Extracted records:
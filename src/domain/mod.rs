//! Domain types for the agreement engine.
//!
//! This module contains the core data structures:
//! - Project: the unit of work and its lifecycle state machine
//! - AuditEvent / AuditLedger: the ordered audit trail
//! - Artifact: the final binary document handle
//! - TransformOp, Template: catalogs of operations and templates

pub mod artifact;
pub mod events;
pub mod ledger;
pub mod operations;
pub mod project;
pub mod templates;

// Re-export commonly used types
pub use artifact::Artifact;
pub use events::{AuditEvent, Outcome};
pub use ledger::AuditLedger;
pub use operations::{canonical_order, parse_operations, TransformOp, UnknownOperation};
pub use project::{InvalidProjectRecord, InvalidTransition, Project, ProjectPatch, ProjectStatus};
pub use templates::{find_template, Template, TEMPLATES};
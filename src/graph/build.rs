//! Materialize corrected records into a [`CrossRefGraph`].

use serde::Serialize;
use tracing::{info, warn};

use crate::canon::Volume;
use crate::error::{GraphError, GraphResult};
use crate::model::{NodeKey, Reference, ScriptureGraph, Topic, Verse};

use super::{CrossRefGraph, EdgeData, NodeData};

/// Counts from one build.
#[derive(Debug, Clone, Default, PartialEq, Eq, Serialize)]
pub struct BuildReport {
    pub nodes: usize,
    pub edges: usize,
    /// References collapsed onto an existing edge.
    pub duplicates: usize,
    /// References with a topic endpoint, skipped because topics are excluded.
    pub skipped_topic_edges: usize,
}

/// Builds the cross-reference graph.
#[derive(Debug, Clone)]
pub struct GraphBuilder {
    include_topics: bool,
}

impl Default for GraphBuilder {
    fn default() -> Self {
        Self {
            include_topics: true,
        }
    }
}

impl GraphBuilder {
    pub fn new(include_topics: bool) -> Self {
        Self { include_topics }
    }

    /// One node per verse (and topic, when included), one edge per distinct
    /// reference. A reference to a node that was never created fails, as does
    /// a reference from a node to itself.
    pub fn build(&self, records: &ScriptureGraph) -> GraphResult<(CrossRefGraph, BuildReport)> {
        let mut graph = CrossRefGraph::new();
        let mut report = BuildReport::default();

        for verse in records.verses.values() {
            graph.add_node(verse_node(verse));
        }
        if self.include_topics {
            for topic in records.topics.values() {
                graph.add_node(topic_node(topic)?);
            }
        }

        for Reference { source, target } in &records.references {
            if source == target {
                return Err(GraphError::SelfReference {
                    source_key: source.to_string(),
                    target_key: target.to_string(),
                });
            }
            if !self.include_topics && (source.is_topic() || target.is_topic()) {
                report.skipped_topic_edges += 1;
                continue;
            }
            let missing = |key: &NodeKey| GraphError::MissingNode {
                key: key.to_string(),
                source_key: source.to_string(),
                target_key: target.to_string(),
            };
            let s = graph.index_of(source).ok_or_else(|| missing(source))?;
            let t = graph.index_of(target).ok_or_else(|| missing(target))?;
            if !graph.add_edge(s, t, EdgeData::canonical()) {
                report.duplicates += 1;
            }
        }

        report.nodes = graph.node_count();
        report.edges = graph.edge_count();
        if report.duplicates > 0 {
            warn!(duplicates = report.duplicates, "collapsed duplicate references");
        }
        info!(
            nodes = report.nodes,
            edges = report.edges,
            skipped_topic_edges = report.skipped_topic_edges,
            "built graph"
        );
        Ok((graph, report))
    }
}

fn verse_node(verse: &Verse) -> NodeData {
    NodeData::Verse {
        id: verse.key(),
        volume: verse.book.volume(),
        book: verse.book,
        chapter: verse.chapter,
        verse: verse.verse,
        text: verse.text.clone(),
    }
}

fn topic_node(topic: &Topic) -> GraphResult<NodeData> {
    let book = topic.source.book().ok_or_else(|| GraphError::UnknownBook {
        book: topic.source.to_string(),
    })?;
    let volume = book.volume();
    if volume != Volume::StudyHelps {
        return Err(GraphError::UnknownBook {
            book: book.to_string(),
        });
    }
    Ok(NodeData::Topic {
        id: topic.key(),
        volume,
        source: topic.source,
        title: topic.title.clone(),
    })
}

Problem statement: Please give again the lines above between the line holding "fn default() ->" and the line holding "node to itself.", inclusive, exactly as they are and with nothing added.

Solution:
    fn default() -> Self {
        Self {
            include_topics: true,
        }
    }
}

impl GraphBuilder {
    pub fn new(include_topics: bool) -> Self {
        Self { include_topics }
    }

    /// One node per verse (and topic, when included), one edge per distinct
    /// reference. A reference to a node that was never created fails, as does
    /// a reference from a node to itself.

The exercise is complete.